YOUR TASK -> Scan the entries below for "MutexGuard" and copy each line that holds it.

INPUT MATERIAL ->

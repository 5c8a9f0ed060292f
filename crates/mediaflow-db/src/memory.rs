//! In-memory store.
//!
//! Same conditional semantics as the PostgreSQL store, each operation
//! applied under one lock. Time comes from an injected [`Clock`] so lease
//! windows can be crossed deterministically.

use std::collections::HashMap;
use std::sync::atomic::{AtomicBool, AtomicU64, Ordering};
use std::sync::{Arc, Mutex, MutexGuard};
use std::time::Duration;

use async_trait::async_trait;
use chrono::{DateTime, Utc};

use mediaflow_models::{
    Clock, Media, MediaId, MediaStatus, NewTask, ProcessingTask, SystemClock, TaskId, TaskStatus,
};

use crate::error::{DbError, DbResult};
use crate::store::{effective_backoff, MediaStore, TaskStore};

#[derive(Default)]
struct State {
    tasks: HashMap<TaskId, ProcessingTask>,
    by_pair: HashMap<(MediaId, String), TaskId>,
    media: HashMap<MediaId, Media>,
}

/// Task and media store held in process memory.
pub struct InMemoryStore {
    state: Mutex<State>,
    clock: Arc<dyn Clock>,
    unavailable: AtomicBool,
    mutations: AtomicU64,
}

impl Default for InMemoryStore {
    fn default() -> Self {
        Self::new()
    }
}

impl InMemoryStore {
    pub fn new() -> Self {
        Self::with_clock(Arc::new(SystemClock))
    }

    pub fn with_clock(clock: Arc<dyn Clock>) -> Self {
        Self {
            state: Mutex::new(State::default()),
            clock,
            unavailable: AtomicBool::new(false),
            mutations: AtomicU64::new(0),
        }
    }

    /// Make every subsequent call fail with [`DbError::Unavailable`].
    pub fn set_unavailable(&self, unavailable: bool) {
        self.unavailable.store(unavailable, Ordering::SeqCst);
    }

    /// Number of writes that changed a row.
    pub fn mutations(&self) -> u64 {
        self.mutations.load(Ordering::SeqCst)
    }

    /// Overwrite a task row as-is. Test setup only.
    pub fn put_task(&self, task: ProcessingTask) {
        let mut state = self.lock();
        state
            .by_pair
            .insert((task.media_id.clone(), task.step.clone()), task.id.clone());
        state.tasks.insert(task.id.clone(), task);
    }

    /// Every task for a media item, in no particular order.
    pub fn tasks_for_media(&self, media_id: &MediaId) -> Vec<ProcessingTask> {
        self.lock()
            .tasks
            .values()
            .filter(|t| &t.media_id == media_id)
            .cloned()
            .collect()
    }

    fn lock(&self) -> MutexGuard<'_, State> {
        self.state.lock().unwrap_or_else(|e| e.into_inner())
    }

    fn check(&self) -> DbResult<()> {
        if self.unavailable.load(Ordering::SeqCst) {
            return Err(DbError::Unavailable("in-memory store switched off".to_string()));
        }
        Ok(())
    }

    fn now(&self) -> DateTime<Utc> {
        self.clock.now()
    }

    fn bump(&self) {
        self.mutations.fetch_add(1, Ordering::SeqCst);
    }

    /// Apply `f` to a non-terminal task; terminal or missing rows are left alone.
    fn update_live(&self, id: &TaskId, f: impl FnOnce(&mut ProcessingTask, DateTime<Utc>)) {
        let now = self.now();
        let mut state = self.lock();
        if let Some(task) = state.tasks.get_mut(id) {
            if !task.status.is_terminal() {
                f(task, now);
                task.updated_at = now;
                self.bump();
            }
        }
    }
}

fn lease_end(now: DateTime<Utc>, d: Duration) -> DateTime<Utc> {
    chrono::Duration::from_std(d)
        .ok()
        .and_then(|d| now.checked_add_signed(d))
        .unwrap_or(DateTime::<Utc>::MAX_UTC)
}

#[async_trait]
impl TaskStore for InMemoryStore {
    async fn insert_task_if_absent(&self, task: &NewTask) -> DbResult<bool> {
        self.check()?;
        let now = self.now();
        let mut state = self.lock();
        let pair = (task.media_id.clone(), task.step.clone());
        if state.by_pair.contains_key(&pair) || state.tasks.contains_key(&task.id) {
            return Ok(false);
        }
        state.by_pair.insert(pair, task.id.clone());
        state
            .tasks
            .insert(task.id.clone(), task.clone().into_record(now));
        self.bump();
        Ok(true)
    }

    async fn withdraw_task(&self, id: &TaskId) -> DbResult<bool> {
        self.check()?;
        let mut state = self.lock();
        let withdrawable = state
            .tasks
            .get(id)
            .is_some_and(|t| t.status == TaskStatus::Pending && t.lock_owner.is_none());
        if !withdrawable {
            return Ok(false);
        }
        if let Some(task) = state.tasks.remove(id) {
            state.by_pair.remove(&(task.media_id, task.step));
        }
        self.bump();
        Ok(true)
    }

    async fn get_task(&self, id: &TaskId) -> DbResult<Option<ProcessingTask>> {
        self.check()?;
        Ok(self.lock().tasks.get(id).cloned())
    }

    async fn claim(&self, id: &TaskId, owner: &str, lease: Duration) -> DbResult<bool> {
        self.check()?;
        let now = self.now();
        let mut state = self.lock();
        let Some(task) = state.tasks.get_mut(id) else {
            return Ok(false);
        };
        if !task.is_claimable_at(now) {
            return Ok(false);
        }
        task.status = TaskStatus::Running;
        task.lock_owner = Some(owner.to_string());
        task.lock_until = Some(lease_end(now, lease));
        task.updated_at = now;
        self.bump();
        Ok(true)
    }

    async fn release_expired_lease(&self, id: &TaskId) -> DbResult<bool> {
        self.check()?;
        let now = self.now();
        let mut state = self.lock();
        let Some(task) = state.tasks.get_mut(id) else {
            return Ok(false);
        };
        if task.status != TaskStatus::Running || task.is_leased_at(now) {
            return Ok(false);
        }
        task.status = TaskStatus::Retry;
        task.lock_owner = None;
        task.lock_until = None;
        task.updated_at = now;
        self.bump();
        Ok(true)
    }

    async fn mark_succeeded(&self, id: &TaskId) -> DbResult<()> {
        self.check()?;
        self.update_live(id, |task, _| {
            task.status = TaskStatus::Succeeded;
            task.lock_owner = None;
            task.lock_until = None;
        });
        Ok(())
    }

    async fn mark_failed(&self, id: &TaskId, attempt: u32, error: &str) -> DbResult<()> {
        self.check()?;
        self.update_live(id, |task, _| {
            task.status = TaskStatus::Failed;
            task.retry_count = task.retry_count.max(attempt);
            task.last_error = Some(error.to_string());
            task.lock_owner = None;
            task.lock_until = None;
        });
        Ok(())
    }

    async fn mark_retry(
        &self,
        id: &TaskId,
        attempt: u32,
        error: &str,
        backoff: Duration,
    ) -> DbResult<()> {
        self.check()?;
        let backoff = effective_backoff(backoff);
        self.update_live(id, |task, now| {
            task.status = TaskStatus::Retry;
            task.retry_count = task.retry_count.max(attempt);
            task.last_error = Some(error.to_string());
            task.lock_owner = None;
            task.lock_until = Some(lease_end(now, backoff));
        });
        Ok(())
    }

    async fn ping(&self) -> DbResult<()> {
        self.check()
    }
}

#[async_trait]
impl MediaStore for InMemoryStore {
    async fn insert_media(&self, media: &Media) -> DbResult<()> {
        self.check()?;
        self.lock().media.insert(media.id.clone(), media.clone());
        self.bump();
        Ok(())
    }

    async fn get_media(&self, id: &MediaId) -> DbResult<Option<Media>> {
        self.check()?;
        Ok(self.lock().media.get(id).cloned())
    }

    async fn update_media_status(&self, id: &MediaId, status: MediaStatus) -> DbResult<bool> {
        self.check()?;
        let now = self.now();
        let mut state = self.lock();
        match state.media.get_mut(id) {
            Some(media) => {
                media.status = status;
                media.updated_at = now;
                self.bump();
                Ok(true)
            }
            None => Ok(false),
        }
    }

    async fn complete_media(&self, id: &MediaId, final_key: &str) -> DbResult<()> {
        self.check()?;
        let now = self.now();
        if let Some(media) = self.lock().media.get_mut(id) {
            media.status = MediaStatus::Done;
            media.final_key = Some(final_key.to_string());
            media.updated_at = now;
            self.bump();
        }
        Ok(())
    }

    async fn fail_media(&self, id: &MediaId) -> DbResult<()> {
        self.check()?;
        let now = self.now();
        if let Some(media) = self.lock().media.get_mut(id) {
            if media.status != MediaStatus::Done {
                media.status = MediaStatus::Failed;
                media.updated_at = now;
                self.bump();
            }
        }
        Ok(())
    }
}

REPLY TO THE TASK ->
use std::sync::{Arc, Mutex, MutexGuard};
    fn lock(&self) -> MutexGuard<'_, State> {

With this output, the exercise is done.